Désengorger les urgences : les hôpitaux indemnisés

Désengorger les urgences : les hôpitaux indemnisés

1020 573 Alice Renucci

Olivier Véran, député (LRM) de l’Isère et rapporteur général de la commission des affaires sociales, a proposé ce mardi un amendement au projet de loi de financement de la sécurité sociale. Il souhaite inciter les urgences hospitalières à réorienter les patients présentant les pathologies les moins graves vers la médecine de ville, et pour cela indemniser le service. La fréquentation des urgences augmente de 2 à 3 % chaque année depuis quinze ans. On répertorie aujourd’hui 23 millions de passages annuels. Ce chiffre s’explique notamment par la mauvaise orientation des patients ou la difficulté à joindre leur médecin traitant. Parmi eux, 28 % ne nécessitent pas, lors de leurs visites, de soins immédiats ou d’examens complémentaires.

« Un forfait de réorientation » pour rediriger les patients vers les médecins de ville

Chaque visite aux urgences est une source de revenu pour les établissements, soit environ 161,50 euros par passage. Olivier Véran invite les hôpitaux à renoncer à cette somme. Il propose de créer un « forfait de réorientation » allant de 20 à 60 euros. L’hôpital organisera un rendez-vous au patient non pris en charge directement. Un médecin de ville, un service médical de garde ou une consultation hospitalière spécialisée recevra le patient dans un délai de 24 heures.
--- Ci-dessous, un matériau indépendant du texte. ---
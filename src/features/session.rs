use crate::error::{PortalError, PortalResult};
use crate::features::model::PortalUser;
use async_trait::async_trait;
use secrecy::{ExposeSecret, SecretString};
use std::fmt;

/// An authenticated client session. Owned by the application root and passed
/// explicitly to every store call that needs a credential.
pub struct Session {
    user: PortalUser,
    token: SecretString,
}

impl Session {
    pub fn new(user: PortalUser, token: impl Into<String>) -> Self {
        Self {
            user,
            token: SecretString::from(token.into()),
        }
    }

    pub fn user(&self) -> &PortalUser {
        &self.user
    }

    pub(crate) fn bearer(&self) -> PortalResult<String> {
        let raw = self.token.expose_secret();
        if raw.trim().is_empty() {
            return Err(PortalError::Unauthenticated);
        }
        Ok(format!("Bearer {raw}"))
    }
}

impl fmt::Debug for Session {
    fn fmt(&self, f: &mut fmt::Formatter<'_>) -> fmt::Result {
        f.debug_struct("Session")
            .field("user", &self.user.email)
            .field("token", &"<redacted>")
            .finish()
    }
}

/// Resolves the credential for an authenticated call.
pub fn require(session: Option<&Session>) -> PortalResult<&Session> {
    session.ok_or(PortalError::Unauthenticated)
}

#[async_trait]
pub trait Authenticator: Send + Sync {
    async fn sign_in(&self, identifier: &str, password: &str) -> PortalResult<Session>;
}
Ainsi, six millions de malades pourraient être réorientés chaque année. Toutefois, chacun restera libre de refuser ce mode de prise en charge.

Des avis favorables pour ce dispositif

Agnès Buzyn soutient cette proposition : « C’est une bonne idée. Aujourd’hui, l’hôpital n’a aucun intérêt à réorienter les patients. Nous souhaitons recentrer les urgences vers les urgences vitales. Un grand nombre de patients viennent aux urgences car ils ne trouvent pas de médecins ».

Les professionnels de santé s’interrogent sur les modalités de cette mesure. François Braun, président de SAMU-Urgences de France, se demande « Qui va orienter les patients ? Si c’est le médecin, cela n’a aucun intérêt. Il faut que ce soit l’infirmière d’accueil et d’orientation, à qui il faudra des règles très précises, car elle aura une responsabilité non négligeable ». Toutefois, M. Braun estime qu’il s’agit d’une « bonne idée » pour « lutter contre la tendance à vouloir faire du chiffre ».

Un projet « irréaliste » pour d’autres

A contrario, Christophe Prudhomme, porte-parole de l’Association des médecins urgentistes de France (AMUF), juge ce projet « irréaliste » et le considère comme un « coup médiatique ». Selon lui, « la médecine de ville est sinistrée. Les médecins généralistes ne peuvent pas faire plus que ce qu’ils font aujourd’hui. C’est illusoire d’imaginer qu’on va soulager les venues aux urgences avec des mesures de ce type ».

Une situation délicate pour les médecins de ville

Les syndicats de médecins libéraux, eux, restent interloqués. Ils ne bénéficieraient pas d’aide financière pour traiter les consultations non programmées. « Donner 60 euros à l’hôpital pour qu’il envoie un patient voir un médecin de ville à 25 euros la consultation, vous trouvez ça logique ? », interroge Jean-Paul Ortiz, président de la Confédération des syndicats médicaux français. Il milite pour l’instauration d’un forfait pour les patients pris en urgence par les médecins de ville.
En effet, les médecins de garde touchent 60 euros pour les consultations effectuées entre 20h et minuit, 65 pour celles réalisées entre minuit et 6 heures du matin et 44,06 euros le dimanche. En revanche, la consultation d’un médecin de ville s’élève à 25 euros. Celle-ci n’est pas majorée si elle est prise en urgence.

Des alternatives  déjà lancées pour désengorger les urgences

La mesure n’a pas été votée mais des essais aux objectifs similaires ont été lancés. A Annemasse (Haute-Savoie), un médecin libéral s’associe à l’infirmière d’accueil des urgences. Chaque soir, entre 18h et 22h, il propose aux patients sans urgence vitale d’accéder à un rendez-vous dans un délai de trente à quarante minutes chez un médecin libéral de garde se trouvant dans un périmètre de maximum 20 kilomètres. Un petit trajet qui permet aux patients d’éviter de nombreuses heures d’attente aux urgences.

En conclusion, on constate une « sous-utilisation de la médecine générale » explique David Macheda, médecin généraliste et trésorier de l’Union régionale des professionnels de santé. « Il y a entre dix et vingt consultations par heure qui pourraient être évitées aux urgences pendant ce créneau horaire ».
Ainsi, l’objectif de cette mesure serait de « redistribuer dix consultations par soirée », et que le dispositif s’étende à la journée à partir de l’été 2019.